Cosa ho fatto! Cosa cazzo ho fatto!
Raffaele se ne stava zitto e Nico i silenzi proprio non li sopportava. Quindi alzò la testa, pronto a esortarlo a dire qualcosa, fosse anche solo una parola di disprezzo.
Ma mise a fuoco il viso di Raffaele e ciò che vide lo bloccò.
I suoi occhi.
Il verde chiaro degli occhi di Raffaele scintillava. La sua bocca era socchiusa in un leggero sorriso, ma i suoi occhi, dio che occhi! Sorridevano più di quanto sorridesse la bocca. Ma che emozione esprimevano? Sembrava gioia, sembrava speranza.
Perché mi guarda così? Si chiese Nico, che non voleva o non poteva capire.
Poi, prima che Nico riuscisse a dire qualcosa, l'espressione di Raffaele mutò. Si fece seria, decisa. Finalmente parlò. «Tuo padre è il più grandissimo pezzo di merda sul pianeta terra!» Prese Nico per un braccio. «Hai ragione, forse mio padre ci può aiutare. Vieni con me, lo chiamiamo subito.» E così dicendo lo trascinò giù per le scale.
Nico guardò la mano di Raffaele, che lo teneva, stringendolo per il polso.
Perché mi tocca? Cosa vuole? Non ha paura che io fraintenda?
O forse lo voleva. Voleva che Nico fraintendesse. Tutte quelle allusioni, il colpo di fulmine... E quegli occhi! Uno sguardo sorridente che luccicava di lacrime, dopo che Nico gli aveva confessato quella verità difficile. Quasi Raffaele volesse sentirselo dire, come se anche lui...
Ma cosa cazzo sto pensando?
Nico si sentiva sempre più confuso e sempre più sbagliato. Non riusciva più a capire quali fossero le priorità razionali di quel momento: fermare suo padre; capire Raffaele; vergognarsi; temere per il suo futuro.
Tutti quei pensieri diversi non ci stavano, nella sua testa, strabordavano, fuori controllo.
«Ci deve essere una legge che ti protegge» stava intanto dicendo Raffaele. «Tipo diffamazione o qualcosa del genere. Eccoci, merda, ce l'ho qualche gettone? Ehi? Nic? Pronto? Tutto ok?» Raffaele agitò una mano davanti al suo viso. Erano arrivati davanti a un corridoio con tre telefoni pubblici.
«Non dici niente?» bisbigliò Nico.
«Cazzo, ne ho solo due, e due monete da cento. Mi bastano giusto per lo scatto. Devo farmi richiamare» disse Raffaele guardando nel suo portafogli. Poi alzò lo sguardo su Nico. «Come dici, scusa? Nic, dai, relax, troviamo un modo per risolverla, giuro!»
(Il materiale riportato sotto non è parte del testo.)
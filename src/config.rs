//! Pool configuration.

use std::path::PathBuf;
use std::str::FromStr;
use std::time::Duration;

use crate::cluster::RestartPolicy;
use crate::error::{ClusterError, Result};
use crate::worker::WorkerId;

/// How workers expose their private listener.
#[derive(Debug, Clone, Copy, PartialEq, Eq, Default)]
pub enum WorkerTransport {
    /// Filesystem socket under the state directory.
    #[default]
    Unix,
    /// Loopback TCP with an OS-assigned port.
    Tcp,
}

impl FromStr for WorkerTransport {
    type Err = String;

    fn from_str(s: &str) -> std::result::Result<Self, Self::Err> {
        match s.to_lowercase().as_str() {
            "unix" => Ok(Self::Unix),
            "tcp" => Ok(Self::Tcp),
            _ => Err(format!("Unknown worker transport: {}. Use unix or tcp", s)),
        }
    }
}

impl std::fmt::Display for WorkerTransport {
    fn fmt(&self, f: &mut std::fmt::Formatter<'_>) -> std::fmt::Result {
        match self {
            Self::Unix => write!(f, "unix"),
            Self::Tcp => write!(f, "tcp"),
        }
    }
}

/// Configuration for a [`ClusterManager`](crate::cluster::ClusterManager).
#[derive(Debug, Clone)]
pub struct ClusterConfig {
    /// Number of worker processes.
    pub pool_size: usize,
    pub transport: WorkerTransport,
    /// Parent of the pool's private state directory (default: runtime dir).
    pub state_dir: Option<PathBuf>,
    /// Slots in the shared counter table.
    pub counter_capacity: usize,
    /// Samples kept in the latency ring.
    pub latency_capacity: usize,
    /// Failed starts allowed per slot before `start` gives up.
    pub startup_retries: u32,
    /// Deadline for every worker to report `listening`.
    pub startup_timeout: Duration,
    pub restart: RestartPolicy,
    /// Time workers get to exit after `shutdown` before escalation.
    pub shutdown_timeout: Duration,
    /// Worker hosting the metrics aggregator.
    pub aggregator: WorkerId,
    pub aggregate_interval: Duration,
    /// Throttle for `metrics.updated` notifications from workers.
    pub notify_interval: Duration,
}

impl Default for ClusterConfig {
    fn default() -> Self {
        Self {
            pool_size: default_pool_size(),
            transport: WorkerTransport::default(),
            state_dir: None,
            counter_capacity: 4096,
            latency_capacity: 10_000,
            startup_retries: 3,
            startup_timeout: Duration::from_secs(30),
            restart: RestartPolicy::default(),
            shutdown_timeout: Duration::from_secs(5),
            aggregator: WorkerId(0),
            aggregate_interval: Duration::from_secs(1),
            notify_interval: Duration::from_secs(2),
        }
    }
}

/// Available parallelism minus one for the manager, at least 1.
pub fn default_pool_size() -> usize {
    std::thread::available_parallelism()
        .map(|n| n.get().saturating_sub(1))
        .unwrap_or(1)
        .max(1)
}

impl ClusterConfig {
    pub fn with_pool_size(mut self, pool_size: usize) -> Self {
        self.pool_size = pool_size;
        self
    }

    pub fn with_transport(mut self, transport: WorkerTransport) -> Self {
        self.transport = transport;
        self
    }

    pub fn with_state_dir(mut self, dir: PathBuf) -> Self {
        self.state_dir = Some(dir);
        self
    }

    /// Check invariants the manager relies on.
    pub fn validate(&self) -> Result<()> {
        if self.pool_size == 0 {
            return Err(ClusterError::Config("pool size must be at least 1".into()));
        }
        if self.aggregator.0 >= self.pool_size {
            return Err(ClusterError::Config(format!(
                "aggregator worker {} is outside a pool of {}",
                self.aggregator, self.pool_size
            )));
        }
        // Every status code and a handful of agents must fit.
        if self.counter_capacity < 16 {
            return Err(ClusterError::Config(
                "counter capacity must be at least 16".into(),
            ));
        }
        if self.latency_capacity == 0 {
            return Err(ClusterError::Config(
                "latency capacity must be at least 1".into(),
            ));
        }
        if self.startup_timeout.is_zero() || self.shutdown_timeout.is_zero() {
            return Err(ClusterError::Config("timeouts must be non-zero".into()));
        }
        if self.aggregate_interval.is_zero() || self.notify_interval.is_zero() {
            return Err(ClusterError::Config(
                "metrics intervals must be non-zero".into(),
            ));
        }
        if self.restart.base_backoff > self.restart.max_backoff {
            return Err(ClusterError::Config(
                "base backoff exceeds max backoff".into(),
            ));
        }
        Ok(())
    }
}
«Ti ho appena detto che... quella cosa là e... non dici niente?» ripeté Nico.
Raffaele fece una smorfia che era un mezzo sorriso. «Non so cosa vorresti che dica, a parte che voglio aiutarti.»
Nico era incredulo. «E non pensi niente? Non ci credo che non pensi niente!»
E perché mi guardavi così? Cos'era quello sguardo!
«Certo. Penso tante cose. Una te l'ho già detta: che tuo padre è un pezzo di merda. Poi penso che mi dispiace per te e non posso neanche immaginare cosa devi aver passato con lui. E l'ultima cosa che penso è... è molto personale.» Abbassò la testa.
«Dimmela» lo esortò Nic.
Raf esitò un attimo, sembrava quasi imbarazzato. «Sono contento che ti sei fidato di me.»
«Oh» disse Nic, deluso da quella che gli sembrava una sciocchezza.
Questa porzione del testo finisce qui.